Exercise: The answer must be every line of the records in which the string "path" appears.

------ Data for analysis ------

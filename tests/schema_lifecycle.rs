//! Schema lifecycle tests
//!
//! A schema travels: wire-form JSON file on disk -> registry load ->
//! compiled rule table -> validation. These tests run the full path the
//! CLI takes, against a temporary data directory.

use serde_json::json;
use tempfile::TempDir;

use veridoc::schema::{samples, Outcome, PredicateRegistry, SchemaRegistry, SchemaSpec, Validator};

fn loaded_registry(temp_dir: &TempDir) -> SchemaRegistry {
    let seed = SchemaRegistry::new(temp_dir.path(), PredicateRegistry::with_builtins());
    seed.save_spec(&samples::book_spec()).unwrap();

    let mut registry = SchemaRegistry::new(temp_dir.path(), PredicateRegistry::with_builtins());
    registry.load_all().unwrap();
    registry
}

#[test]
fn schema_file_roundtrip_validates_documents() {
    let temp_dir = TempDir::new().unwrap();
    let registry = loaded_registry(&temp_dir);
    let validator = Validator::new(&registry);

    let outcome = validator
        .check("books", "v1", &samples::book_document())
        .unwrap();
    assert!(outcome.is_accepted());
}

#[test]
fn loaded_schema_rejects_like_the_original() {
    let temp_dir = TempDir::new().unwrap();
    let registry = loaded_registry(&temp_dir);
    let validator = Validator::new(&registry);

    let mut doc = samples::book_document();
    doc["language"] = json!("Klingon");
    doc["isbn"] = json!("0684833396"); // shape fine, check digit wrong

    let outcome = validator.check("books", "v1", &doc).unwrap();
    let rejection = match outcome {
        Outcome::Rejected(rejection) => rejection,
        Outcome::Accepted => panic!("expected rejection"),
    };

    assert_eq!(rejection.fields(), vec!["language", "isbn"]);
    let isbn_failure = rejection.for_field("isbn").next().unwrap();
    assert_eq!(isbn_failure.kind, "user defined");
    assert!(isbn_failure.message.contains("0684833396"));
}

#[test]
fn registered_version_cannot_be_replaced() {
    let temp_dir = TempDir::new().unwrap();
    let mut registry = loaded_registry(&temp_dir);

    let err = registry.register_spec(&samples::book_spec()).unwrap_err();
    assert_eq!(err.code().code(), "VERI_SCHEMA_IMMUTABLE");
}

#[test]
fn second_version_coexists_with_first() {
    let temp_dir = TempDir::new().unwrap();
    let mut registry = loaded_registry(&temp_dir);

    let mut v2 = samples::book_spec();
    v2.schema_version = "v2".to_string();
    registry.register_spec(&v2).unwrap();

    assert!(registry.exists("books", "v1"));
    assert!(registry.exists("books", "v2"));
    assert_eq!(registry.len(), 2);
}

#[test]
fn schema_naming_unregistered_predicate_fails_at_load() {
    let temp_dir = TempDir::new().unwrap();
    let seed = SchemaRegistry::new(temp_dir.path(), PredicateRegistry::with_builtins());
    seed.save_spec(&samples::book_spec()).unwrap();

    // Same files, but a process without the built-in predicates.
    let mut bare = SchemaRegistry::new(temp_dir.path(), PredicateRegistry::new());
    let err = bare.load_all().unwrap_err();
    assert_eq!(err.code().code(), "VERI_SCHEMA_UNKNOWN_PREDICATE");
}

#[test]
fn condition_on_undefined_sibling_fails_at_load() {
    let spec: SchemaSpec = serde_json::from_value(json!({
        "schema_id": "books",
        "schema_version": "v1",
        "fields": [
            {
                "name": "price",
                "type": "number",
                "required": { "when": { "field": "reprinted", "equals": true } }
            }
        ]
    }))
    .unwrap();

    let temp_dir = TempDir::new().unwrap();
    let mut registry = SchemaRegistry::new(temp_dir.path(), PredicateRegistry::new());
    let err = registry.register_spec(&spec).unwrap_err();
    assert_eq!(err.code().code(), "VERI_SCHEMA_UNKNOWN_SIBLING");
}

#[test]
fn malformed_schema_file_aborts_load() {
    let temp_dir = TempDir::new().unwrap();
    let mut registry = SchemaRegistry::new(temp_dir.path(), PredicateRegistry::new());

    std::fs::create_dir_all(registry.schema_dir()).unwrap();
    std::fs::write(
        registry.schema_dir().join("schema_books_v1.json"),
        r#"{ "schema_id": "books" }"#,
    )
    .unwrap();

    let err = registry.load_all().unwrap_err();
    assert_eq!(err.code().code(), "VERI_SCHEMA_MALFORMED");
}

------

Task solution:
//! compiled rule table -> validation. These tests run the full path the
    let seed = SchemaRegistry::new(temp_dir.path(), PredicateRegistry::with_builtins());
    let mut registry = SchemaRegistry::new(temp_dir.path(), PredicateRegistry::with_builtins());
    let seed = SchemaRegistry::new(temp_dir.path(), PredicateRegistry::with_builtins());
    let mut bare = SchemaRegistry::new(temp_dir.path(), PredicateRegistry::new());
    let mut registry = SchemaRegistry::new(temp_dir.path(), PredicateRegistry::new());
    let mut registry = SchemaRegistry::new(temp_dir.path(), PredicateRegistry::new());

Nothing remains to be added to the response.